Non sono notizie isolate quelle che fuoriescono sull’abilitazione. Sono tutte denunce dello stesso indirizzo, umanistico, in prevalenza di latinisti. Ma non sono sole.
Non va giù l’Asn, l’abilitazione scientifica nazionale, perché ha rotto molti baronati, e l’offensiva si fa cattiva ai Tar e nei giornali. I giornali per l’indignazione, che sempre ci vuole, i Tar perché sono soldoni, per gli avvocati e i giudici. A nessuno dei fini dichiarati, perché l’Asn esiste e non si può abolire, e le sue valutazioni, per quanto contestabili, non sono in realtà scandalose, in nessuno dei casi denunciati. Ma con un fine non dichiarato: scardinare (ciò che resta del)l’università, l’università pubblica. A partire dall’Asn che mostra di funzionare. Per lasciare tutto come sta, e i professori augusti ricoprire i ruoli.
Non c’è solo il sulfureo Canfora che mette fuoco – lui è sempre stato affascinato dai piromani e dai traditori in genere.
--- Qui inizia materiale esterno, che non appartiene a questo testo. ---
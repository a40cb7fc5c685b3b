use anyhow::Result;
use anyhow::bail;
use estate_backend_client::AddressFilter;
use estate_backend_client::ChatItem;
use estate_backend_client::ListingFilter;
use estate_backend_client::SortField;
use estate_backend_client::SortOrder;
use estate_backend_client::types::Profile;
use estate_backend_client::types::PropertyInput;
use estate_backend_client::types::PropertyQuery;
use estate_backend_client::types::PropertyStatus;
use estate_backend_client::types::PropertyType;
use estate_backend_client::types::ReviewInput;
use estate_backend_client::upsert_review;
use estate_core::Connection;
use serde_json::json;

use crate::output::parse_json_arg;
use crate::output::print_json;

#[derive(Debug, clap::Subcommand)]
pub enum PropertiesCommand {
    /// List listings. Server-side filters are sent as query parameters;
    /// rating, address and sort options are applied locally.
    List(ListPropertiesArgs),

    /// Show one listing.
    Get { id: i64 },

    /// Create a listing from JSON (inline or `@file`).
    Create {
        #[arg(long)]
        json: String,
    },

    /// Replace a listing from JSON (inline or `@file`).
    Update {
        id: i64,
        #[arg(long)]
        json: String,
    },

    /// Delete a listing.
    Delete { id: i64 },
}

#[derive(Debug, Default, clap::Parser)]
pub struct ListPropertiesArgs {
    /// Free-text search.
    #[arg(long)]
    pub search: Option<String>,

    /// FOR_SALE, FOR_RENT or SOLD.
    #[arg(long)]
    pub status: Option<PropertyStatus>,

    /// APARTMENT or HOUSE.
    #[arg(long = "type")]
    pub property_type: Option<PropertyType>,

    #[arg(long)]
    pub city: Option<String>,

    #[arg(long)]
    pub min_price: Option<f64>,

    #[arg(long)]
    pub max_price: Option<f64>,

    /// Street to match in the address, in Latin or Cyrillic.
    #[arg(long)]
    pub street: Option<String>,

    /// House number to match in the address.
    #[arg(long)]
    pub house: Option<String>,

    /// Minimum listing rating. Unrated listings count as 0.
    #[arg(long)]
    pub min_rating: Option<f64>,

    /// Minimum realtor rating. Unrated realtors count as 0.
    #[arg(long)]
    pub min_realtor_rating: Option<f64>,

    /// price, rating or realtor-rating.
    #[arg(long)]
    pub sort: Option<SortField>,

    /// Sort descending instead of ascending.
    #[arg(long, requires = "sort")]
    pub desc: bool,
}

impl ListPropertiesArgs {
    fn split(self) -> (PropertyQuery, ListingFilter, AddressFilter) {
        let query = PropertyQuery {
            search: self.search,
            status: self.status,
            property_type: self.property_type,
            city: self.city.clone(),
            min_price: self.min_price,
            max_price: self.max_price,
        };
        let order = if self.desc {
            SortOrder::Desc
        } else {
            SortOrder::Asc
        };
        let listing = ListingFilter {
            min_realtor_rating: self.min_realtor_rating,
            min_property_rating: self.min_rating,
            sort: self.sort.map(|field| (field, order)),
        };
        // The city already narrows the server query; it only joins the local
        // address match when a street or house is given as well.
        let address = AddressFilter {
            city: if self.street.is_some() || self.house.is_some() {
                self.city
            } else {
                None
            },
            street: self.street,
            house: self.house,
        };
        (query, listing, address)
    }
}

impl PropertiesCommand {
    pub(crate) async fn run(self, conn: &Connection) -> Result<()> {
        let client = conn.client();
        match self {
            PropertiesCommand::List(args) => {
                let (query, listing, address) = args.split();
                let mut properties = client.list_properties(&query).await?;
                if !address.is_empty() {
                    properties = address.apply(properties);
                }
                print_json(&listing.apply(properties))
            }
            PropertiesCommand::Get { id } => print_json(&client.get_property(id).await?),
            PropertiesCommand::Create { json } => {
                let input: PropertyInput = parse_json_arg(&json)?;
                print_json(&client.create_property(&input).await?)
            }
            PropertiesCommand::Update { id, json } => {
                let input: PropertyInput = parse_json_arg(&json)?;
                print_json(&client.update_property(id, &input).await?)
            }
            PropertiesCommand::Delete { id } => {
                client.delete_property(id).await?;
                print_json(&json!({ "deleted": id }))
            }
        }
    }
}

#[derive(Debug, clap::Subcommand)]
pub enum FavoritesCommand {
    List,
    /// Add a listing to favorites.
    Add { property_id: i64 },
    /// Remove a favorite by its favorite id.
    Remove { id: i64 },
}

impl FavoritesCommand {
    pub(crate) async fn run(self, conn: &Connection) -> Result<()> {
        let client = conn.client();
        match self {
            FavoritesCommand::List => print_json(&client.list_favorites().await?),
            FavoritesCommand::Add { property_id } => {
                print_json(&client.add_favorite(property_id).await?)
            }
            FavoritesCommand::Remove { id } => {
                client.remove_favorite(id).await?;
                print_json(&json!({ "deleted": id }))
            }
        }
    }
}

#[derive(Debug, clap::Subcommand)]
pub enum CategoriesCommand {
    List,
}

impl CategoriesCommand {
    pub(crate) async fn run(self, conn: &Connection) -> Result<()> {
        match self {
            CategoriesCommand::List => print_json(&conn.client().list_categories().await?),
        }
    }
}

#[derive(Debug, clap::Subcommand)]
pub enum RealtorsCommand {
    List,
    /// Show a realtor and their listings.
    Get { id: i64 },
    /// List a realtor's reviews, newest first.
    Reviews { id: i64 },
    /// Review a realtor. Replaces your earlier review of them, if any.
    Review {
        id: i64,
        #[arg(long, value_parser = clap::value_parser!(u8).range(1..=5))]
        rating: u8,
        #[arg(long)]
        comment: String,
    },
}

impl RealtorsCommand {
    pub(crate) async fn run(self, conn: &Connection) -> Result<()> {
        let client = conn.client();
        match self {
            RealtorsCommand::List => print_json(&client.list_realtors().await?),
            RealtorsCommand::Get { id } => {
                let realtor = client.get_realtor(id).await?;
                let properties = client.realtor_properties(id).await?;
                print_json(&json!({
                    "realtor": realtor,
                    "properties": properties,
                }))
            }
            RealtorsCommand::Reviews { id } => print_json(&client.realtor_reviews(id).await?),
            RealtorsCommand::Review {
                id,
                rating,
                comment,
            } => {
                if comment.trim().is_empty() {
                    bail!("--comment must not be empty");
                }
                let mut reviews = client.realtor_reviews(id).await?;
                let review = client
                    .add_review(id, &ReviewInput { rating, comment })
                    .await?;
                upsert_review(&mut reviews, review);
                print_json(&reviews)
            }
        }
    }
}

#[derive(Debug, clap::Subcommand)]
pub enum ProfileCommand {
    Get,
    /// Update the profile from JSON (inline or `@file`).
    Update {
        #[arg(long)]
        json: String,
    },
}

impl ProfileCommand {
    pub(crate) async fn run(self, conn: &Connection) -> Result<()> {
        let client = conn.client();
        match self {
            ProfileCommand::Get => print_json(&client.get_profile().await?),
            ProfileCommand::Update { json } => {
                let profile: Profile = parse_json_arg(&json)?;
                print_json(&client.update_profile(&profile).await?)
            }
        }
    }
}

#[derive(Debug, clap::Parser)]
pub struct ChatArgs {
    pub message: String,
}

pub(crate) async fn run_chat(conn: &Connection, args: ChatArgs) -> Result<()> {
    let message = args.message.trim();
    if message.is_empty() {
        bail!("message must not be empty");
    }
    let reply = conn.client().assistant_chat(message).await?;
    let items: Vec<serde_json::Value> = reply
        .items
        .iter()
        .map(|item| match item {
            ChatItem::Text(text) => json!({ "text": text }),
            ChatItem::Property { id, title } => json!({ "propertyId": id, "title": title }),
        })
        .collect();
    print_json(&json!({
        "answer": reply.answer.as_deref().unwrap_or("Nothing found."),
        "items": items,
    }))
}

#[derive(Debug, clap::Parser)]
pub struct GeocodeArgs {
    #[arg(long)]
    pub city: Option<String>,

    #[arg(long)]
    pub street: Option<String>,

    #[arg(long)]
    pub house: Option<String>,
}

pub(crate) async fn run_geocode(conn: &Connection, args: GeocodeArgs) -> Result<()> {
    let filter = AddressFilter {
        city: args.city,
        street: args.street,
        house: args.house,
    };
    if filter.is_empty() {
        bail!("give at least one of --city, --street or --house");
    }
    let geocoder = conn.geocoder()?;
    match geocoder.locate(&filter).await? {
        Some(target) => print_json(&json!({
            "lat": target.lat,
            "lon": target.lon,
            "zoom": target.zoom,
        })),
        None => bail!("no match for {:?}", filter.geocode_query().unwrap_or_default()),
    }
}

#[cfg(test)]
mod tests {
    use super::*;
    use pretty_assertions::assert_eq;

    #[test]
    fn city_joins_address_match_only_with_street_or_house() {
        let (query, listing, address) = ListPropertiesArgs {
            city: Some("Lviv".to_string()),
            sort: Some(SortField::Price),
            desc: true,
            ..Default::default()
        }
        .split();
        assert_eq!(query.city.as_deref(), Some("Lviv"));
        assert!(address.is_empty());
        assert_eq!(listing.sort, Some((SortField::Price, SortOrder::Desc)));

        let (_, _, address) = ListPropertiesArgs {
            city: Some("Lviv".to_string()),
            street: Some("Horodotska".to_string()),
            ..Default::default()
        }
        .split();
        assert_eq!(address.city.as_deref(), Some("Lviv"));
        assert_eq!(address.zoom(), 16);
    }
}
Ci sono i giornalisti intelligenti, sempre in palla con tutti i vizi. E, magari a loro insaputa, l’obiettivo supremo: non avere una legge per l’università. Quindi abolire l’ultima, la legge Gelmini. Che è stata votata ma a “furor di popolo” (Stella, Canfora e il professor Zurli) si vuole abolita. Niente ricambio, giusto quanto basta per rigenerare le cordate.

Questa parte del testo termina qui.